Brief: Copy the lines exactly as they appear, starting with the first line of the records and ending with the line that contains "pub fn channel_of(orientation: Orientation, transposed: bool)".

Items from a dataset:
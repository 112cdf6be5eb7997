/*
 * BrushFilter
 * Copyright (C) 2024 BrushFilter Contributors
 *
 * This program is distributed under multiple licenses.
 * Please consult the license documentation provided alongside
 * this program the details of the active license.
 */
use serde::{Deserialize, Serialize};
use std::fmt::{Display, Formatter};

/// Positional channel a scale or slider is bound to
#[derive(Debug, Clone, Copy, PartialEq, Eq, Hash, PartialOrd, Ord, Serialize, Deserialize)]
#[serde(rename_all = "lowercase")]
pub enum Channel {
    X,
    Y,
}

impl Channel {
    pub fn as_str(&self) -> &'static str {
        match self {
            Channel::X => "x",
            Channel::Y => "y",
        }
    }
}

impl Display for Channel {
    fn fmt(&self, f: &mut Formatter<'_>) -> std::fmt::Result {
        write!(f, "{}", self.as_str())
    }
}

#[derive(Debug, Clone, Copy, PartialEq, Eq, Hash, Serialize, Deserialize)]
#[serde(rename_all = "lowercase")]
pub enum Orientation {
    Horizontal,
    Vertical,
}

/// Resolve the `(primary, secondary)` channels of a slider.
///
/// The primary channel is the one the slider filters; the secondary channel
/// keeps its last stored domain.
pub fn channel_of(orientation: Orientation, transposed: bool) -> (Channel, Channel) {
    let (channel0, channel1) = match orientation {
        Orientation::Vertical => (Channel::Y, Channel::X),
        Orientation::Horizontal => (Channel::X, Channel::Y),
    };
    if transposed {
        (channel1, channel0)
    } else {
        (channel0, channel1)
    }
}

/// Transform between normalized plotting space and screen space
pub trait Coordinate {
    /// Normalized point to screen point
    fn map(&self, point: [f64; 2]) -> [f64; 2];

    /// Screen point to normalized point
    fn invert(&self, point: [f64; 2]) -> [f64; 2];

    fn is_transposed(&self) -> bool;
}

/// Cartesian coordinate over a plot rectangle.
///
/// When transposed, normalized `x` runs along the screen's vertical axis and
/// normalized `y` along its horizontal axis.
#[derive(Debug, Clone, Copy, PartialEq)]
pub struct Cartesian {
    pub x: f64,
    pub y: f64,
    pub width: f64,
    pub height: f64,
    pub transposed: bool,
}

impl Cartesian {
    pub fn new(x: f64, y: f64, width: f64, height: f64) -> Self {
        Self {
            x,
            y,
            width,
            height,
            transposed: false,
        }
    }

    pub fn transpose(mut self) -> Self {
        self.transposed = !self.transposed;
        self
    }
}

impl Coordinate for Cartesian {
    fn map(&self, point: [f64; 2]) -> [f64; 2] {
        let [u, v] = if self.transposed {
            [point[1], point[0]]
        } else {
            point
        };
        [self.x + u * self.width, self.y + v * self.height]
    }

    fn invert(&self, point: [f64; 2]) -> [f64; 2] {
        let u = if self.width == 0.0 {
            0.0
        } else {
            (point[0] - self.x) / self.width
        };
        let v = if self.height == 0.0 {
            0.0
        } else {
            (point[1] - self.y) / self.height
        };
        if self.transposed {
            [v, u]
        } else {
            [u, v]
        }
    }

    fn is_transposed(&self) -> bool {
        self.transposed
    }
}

Task answer:
repository 112cdf6be5eb7997
/*
 * BrushFilter
 * Copyright (C) 2024 BrushFilter Contributors
 *
 * This program is distributed under multiple licenses.
 * Please consult the license documentation provided alongside
 * this program the details of the active license.
 */
use serde::{Deserialize, Serialize};
use std::fmt::{Display, Formatter};

/// Positional channel a scale or slider is bound to
#[derive(Debug, Clone, Copy, PartialEq, Eq, Hash, PartialOrd, Ord, Serialize, Deserialize)]
#[serde(rename_all = "lowercase")]
pub enum Channel {
    X,
    Y,
}

impl Channel {
    pub fn as_str(&self) -> &'static str {
        match self {
            Channel::X => "x",
            Channel::Y => "y",
        }
    }
}

impl Display for Channel {
    fn fmt(&self, f: &mut Formatter<'_>) -> std::fmt::Result {
        write!(f, "{}", self.as_str())
    }
}

#[derive(Debug, Clone, Copy, PartialEq, Eq, Hash, Serialize, Deserialize)]
#[serde(rename_all = "lowercase")]
pub enum Orientation {
    Horizontal,
    Vertical,
}

/// Resolve the `(primary, secondary)` channels of a slider.
///
/// The primary channel is the one the slider filters; the secondary channel
/// keeps its last stored domain.
pub fn channel_of(orientation: Orientation, transposed: bool) -> (Channel, Channel) {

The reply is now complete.